Saved entries
BEGIN

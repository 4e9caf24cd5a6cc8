use soroban_sdk::{contracttype, Address, Env, String};

use crate::errors::TreasuryError;

/// Address allowed to deposit into the treasury through `pay_expenses`.
#[contracttype]
#[derive(Clone, Debug, Eq, PartialEq)]
pub struct PayerUser {
    pub address: Address,
    pub name: String,
    pub authorized: bool,
}

/// Registered employee. `index` is its position in the registry.
#[contracttype]
#[derive(Clone, Debug, Eq, PartialEq)]
pub struct EmployeeRecord {
    pub index: u32,
    pub address: Address,
    pub name: String,
}

/// Registered service provider. Same indexing rules as employees.
#[contracttype]
#[derive(Clone, Debug, Eq, PartialEq)]
pub struct ServiceRecord {
    pub index: u32,
    pub address: Address,
    pub name: String,
}

#[contracttype]
#[derive(Clone, Debug, Eq, PartialEq)]
pub struct TreasuryConfig {
    pub owner: Address,
    pub token: Address,
}

#[contracttype]
#[derive(Clone)]
pub enum StorageKey {
    /// Owner and token, written once by `initialize`
    Config,
    /// Tracked treasury balance: i128
    Balance,
    /// Payer registry: address -> PayerUser
    PayerUser(Address),
    /// Number of employees ever registered
    EmployeeCount,
    /// Employee registry: index -> EmployeeRecord
    Employee(u32),
    /// Number of services ever registered
    ServiceCount,
    /// Service registry: index -> ServiceRecord
    Service(u32),
}

pub fn is_initialized(env: &Env) -> bool {
    env.storage().persistent().has(&StorageKey::Config)
}

pub fn read_config(env: &Env) -> Result<TreasuryConfig, TreasuryError> {
    env.storage()
        .persistent()
        .get(&StorageKey::Config)
        .ok_or(TreasuryError::NotInitialized)
}

pub fn write_config(env: &Env, config: &TreasuryConfig) {
    env.storage().persistent().set(&StorageKey::Config, config);
}

pub fn read_balance(env: &Env) -> i128 {
    env.storage()
        .persistent()
        .get(&StorageKey::Balance)
        .unwrap_or(0)
}

pub fn write_balance(env: &Env, balance: i128) {
    env.storage().persistent().set(&StorageKey::Balance, &balance);
}

pub fn read_payer(env: &Env, payer: &Address) -> Option<PayerUser> {
    env.storage()
        .persistent()
        .get(&StorageKey::PayerUser(payer.clone()))
}

pub fn write_payer(env: &Env, payer: &PayerUser) {
    env.storage()
        .persistent()
        .set(&StorageKey::PayerUser(payer.address.clone()), payer);
}

pub fn employee_count(env: &Env) -> u32 {
    env.storage()
        .persistent()
        .get(&StorageKey::EmployeeCount)
        .unwrap_or(0)
}

pub fn read_employee(env: &Env, index: u32) -> Result<EmployeeRecord, TreasuryError> {
    if index >= employee_count(env) {
        return Err(TreasuryError::EmployeeNotFound);
    }
    env.storage()
        .persistent()
        .get(&StorageKey::Employee(index))
        .ok_or(TreasuryError::EmployeeNotFound)
}

/// Appends an employee and returns the index it was stored under.
pub fn push_employee(env: &Env, address: Address, name: String) -> u32 {
    let index = employee_count(env);
    let record = EmployeeRecord {
        index,
        address,
        name,
    };
    env.storage()
        .persistent()
        .set(&StorageKey::Employee(index), &record);
    let next = index.checked_add(1).expect("Employee index overflow");
    env.storage()
        .persistent()
        .set(&StorageKey::EmployeeCount, &next);
    index
}

pub fn service_count(env: &Env) -> u32 {
    env.storage()
        .persistent()
        .get(&StorageKey::ServiceCount)
        .unwrap_or(0)
}

pub fn read_service(env: &Env, index: u32) -> Result<ServiceRecord, TreasuryError> {
    if index >= service_count(env) {
        return Err(TreasuryError::ServiceNotFound);
    }
    env.storage()
        .persistent()
        .get(&StorageKey::Service(index))
        .ok_or(TreasuryError::ServiceNotFound)
}

/// Appends a service and returns the index it was stored under.
pub fn push_service(env: &Env, address: Address, name: String) -> u32 {
    let index = service_count(env);
    let record = ServiceRecord {
        index,
        address,
        name,
    };
    env.storage()
        .persistent()
        .set(&StorageKey::Service(index), &record);
    let next = index.checked_add(1).expect("Service index overflow");
    env.storage()
        .persistent()
        .set(&StorageKey::ServiceCount, &next);
    index
}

END

EXERCISE = Count up the lines in the preceding data that include the word "EmployeeNotFound"; respond with the number only.

SOLVED EXERCISE = 2